When Button was asked why the SUPER GT teams struggled in wet conditions, he said: "With the dry tyres, we can get them in a working window. But the wets, we can't.

"Obviously, it's very difficult for us as drivers, coming and using a tyre so much harder than we're used to.

"You learn to adapt and, I think we did as drivers, but the cars didn't.

"We tried everything, but we couldn't switch the tyres on, and we were running three seconds slower than these [DTM] guys.

"A lot of learning [and], hopefully, for the Fuji race all the guys will learn from what we did today and how bad it was!

"Hopefully [the SUPER GT teams] give these [DTM] guys a bit more of a challenge in Fuji."

Button added that racing alongside the DTM had taught SUPER GT "so much" as the DTM's control tyre forced the Japanese teams into wider set-up experiments for the first time.

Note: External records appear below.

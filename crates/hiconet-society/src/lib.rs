//! Data model shared by community detection and association-network construction.
//!
//! A **society** is one coherent data type (transcriptomics, antibody titers,
//! cell-population frequencies, metabolomics, ...) measured on a set of
//! observations. This crate holds the pieces an upstream loader hands to the
//! analytical engine:
//!
//! - [`FeatureMatrix`]: dense feature-by-observation values with row and column labels
//! - [`ObservationIndex`]: subject and timepoint annotation for each observation
//! - [`DataType`]: free-text data-type label (drives the default clustering method)
//! - [`Society`]: the bundle of the above plus an optional per-feature auxiliary
//!   coordinate (e.g. LC-MS retention time)
//! - [`MatchPlan`]: position-paired observation lists for one pair of societies
//!
//! Parsing files, cleaning missing values and fuzzy-matching annotation columns
//! all happen before these types are built.
//!
//! # Example
//!
//! ```
//! use hiconet_society::{FeatureMatrix, MatchPlan, Observation, ObservationIndex, Society};
//!
//! let matrix = FeatureMatrix::from_rows(
//!     vec!["f1".into(), "f2".into()],
//!     vec!["s1".into(), "s2".into(), "s3".into()],
//!     &[vec![1.0, 2.0, 3.0], vec![3.0, 1.0, 2.0]],
//! )?;
//! let index = ObservationIndex::new(vec![
//!     Observation::new("s1", "subj-a", "d0"),
//!     Observation::new("s2", "subj-b", "d0"),
//!     Observation::new("s3", "subj-c", "d7"),
//! ])?;
//! let genes = Society::new("genes", "transcriptomics", matrix, index);
//!
//! let plan = MatchPlan::pair_by_subject(&genes, "d0", &genes, "d0");
//! assert_eq!(plan.len(), Some(2));
//! # Ok::<(), hiconet_society::SocietyError>(())
//! ```

pub use self::{
    matrix::FeatureMatrix,
    matching::MatchPlan,
    observation::{Observation, ObservationIndex},
    society::{DataType, Society},
};

pub mod matching;
pub mod matrix;
pub mod observation;
pub mod society;

/// Errors raised while assembling society inputs.
#[derive(Debug, derive_more::Display, derive_more::Error)]
pub enum SocietyError {
    #[display(
        "matrix has {rows}x{cols} values but {feature_ids} feature ids and {observation_ids} observation ids"
    )]
    ShapeMismatch {
        rows: usize,
        cols: usize,
        feature_ids: usize,
        observation_ids: usize,
    },
    #[display("row {row} has {got} values, expected {expected}")]
    RaggedRow {
        row: usize,
        got: usize,
        expected: usize,
    },
    #[display("non-numeric value for feature '{feature}' in observation '{observation}'")]
    NonNumeric {
        feature: String,
        observation: String,
    },
    #[display("duplicate observation id '{id}'")]
    DuplicateObservation { id: String },
    #[display("auxiliary coordinate has {got} values for {expected} features")]
    AuxLength { got: usize, expected: usize },
    #[display("non-numeric auxiliary coordinate for feature '{feature}'")]
    AuxNonNumeric { feature: String },
}
use std::str::FromStr;

use hiconet_society::DataType;

use crate::DetectError;

/// Community detection strategy.
///
/// Parsed from and displayed as the short selectors `hcl`, `lcms_hcl` and
/// `leiden`.
#[derive(
    Debug,
    Clone,
    Copy,
    PartialEq,
    Eq,
    Hash,
    derive_more::Display,
    serde::Serialize,
    serde::Deserialize,
)]
pub enum CommunityMethod {
    /// Ward linkage on correlation distance, cut at a fixed height.
    #[display("hcl")]
    #[serde(rename = "hcl")]
    CorrelationHierarchical,
    /// As [`CorrelationHierarchical`](Self::CorrelationHierarchical), with the
    /// correlation damped by distance along an auxiliary coordinate.
    #[display("lcms_hcl")]
    #[serde(rename = "lcms_hcl")]
    AuxCoordinateHierarchical,
    /// Leiden modularity optimization on a k-nearest-neighbor graph.
    #[display("leiden")]
    #[serde(rename = "leiden")]
    GraphModularity,
}

impl CommunityMethod {
    pub const ALL: [Self; 3] = [
        Self::CorrelationHierarchical,
        Self::AuxCoordinateHierarchical,
        Self::GraphModularity,
    ];

    #[must_use]
    pub fn as_str(self) -> &'static str {
        match self {
            Self::CorrelationHierarchical => "hcl",
            Self::AuxCoordinateHierarchical => "lcms_hcl",
            Self::GraphModularity => "leiden",
        }
    }

    /// Metabolomics gets the retention-time aware method, everything else Leiden.
    #[must_use]
    pub fn default_for(data_type: &DataType) -> Self {
        if data_type.is_metabolomics() {
            Self::AuxCoordinateHierarchical
        } else {
            Self::GraphModularity
        }
    }

    /// Default flat-cut height for the hierarchical methods.
    #[must_use]
    pub fn default_distance_cut(self) -> Option<f64> {
        match self {
            Self::CorrelationHierarchical => Some(2.0),
            Self::AuxCoordinateHierarchical => Some(3.0),
            Self::GraphModularity => None,
        }
    }
}

impl FromStr for CommunityMethod {
    type Err = DetectError;

    fn from_str(s: &str) -> Result<Self, Self::Err> {
        Self::ALL
            .into_iter()
            .find(|method| method.as_str() == s)
            .ok_or_else(|| DetectError::InvalidConfiguration {
                reason: format!(
                    "unknown community detection method '{s}' (expected one of: {})",
                    Self::ALL.map(Self::as_str).join(", ")
                ),
            })
    }
}

#[cfg(test)]
mod tests {
    use super::*;

    #[test]
    fn test_parse_selectors() {
        for method in CommunityMethod::ALL {
            assert_eq!(method.as_str().parse::<CommunityMethod>().unwrap(), method);
        }
        let err = "kmeans".parse::<CommunityMethod>().unwrap_err();
        let message = err.to_string();
        assert!(message.contains("kmeans"), "{message}");
        assert!(message.contains("hcl, lcms_hcl, leiden"), "{message}");
    }

    #[test]
    fn test_default_for_data_type() {
        assert_eq!(
            CommunityMethod::default_for(&DataType::from("metabolomics")),
            CommunityMethod::AuxCoordinateHierarchical
        );
        assert_eq!(
            CommunityMethod::default_for(&DataType::from("HAI")),
            CommunityMethod::GraphModularity
        );
    }

    #[test]
    fn test_serde_selectors() {
        let method: CommunityMethod = serde_json::from_str("\"lcms_hcl\"").unwrap();
        assert_eq!(method, CommunityMethod::AuxCoordinateHierarchical);
        assert_eq!(
            serde_json::to_string(&CommunityMethod::GraphModularity).unwrap(),
            "\"leiden\""
        );
    }
}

He also expanded on the differences between the DTM and SUPER GT cars, and the areas it gives Honda, Lexus and Nissan to learn from.

"In terms of set-up, we've done more set-up work than the whole SUPER GT season," said Button.

"But also, when you look at the driveability, these guys are running over kerbs and able to get on the power. They get oversteer, but it looks like you can hold onto it. With us, it's a sudden snap.

"There's a lot to look at with driveability of the powerunit, which I think is quite exciting.

"We have so much grip on corner exits that we don't normally feather the throttle, we just plant it and it grips up and we can go. It's very different.

"I think it really helps the SUPER GT teams that are here for the future, racing in Japan. Helps them understand the power and areas we don't really delve into."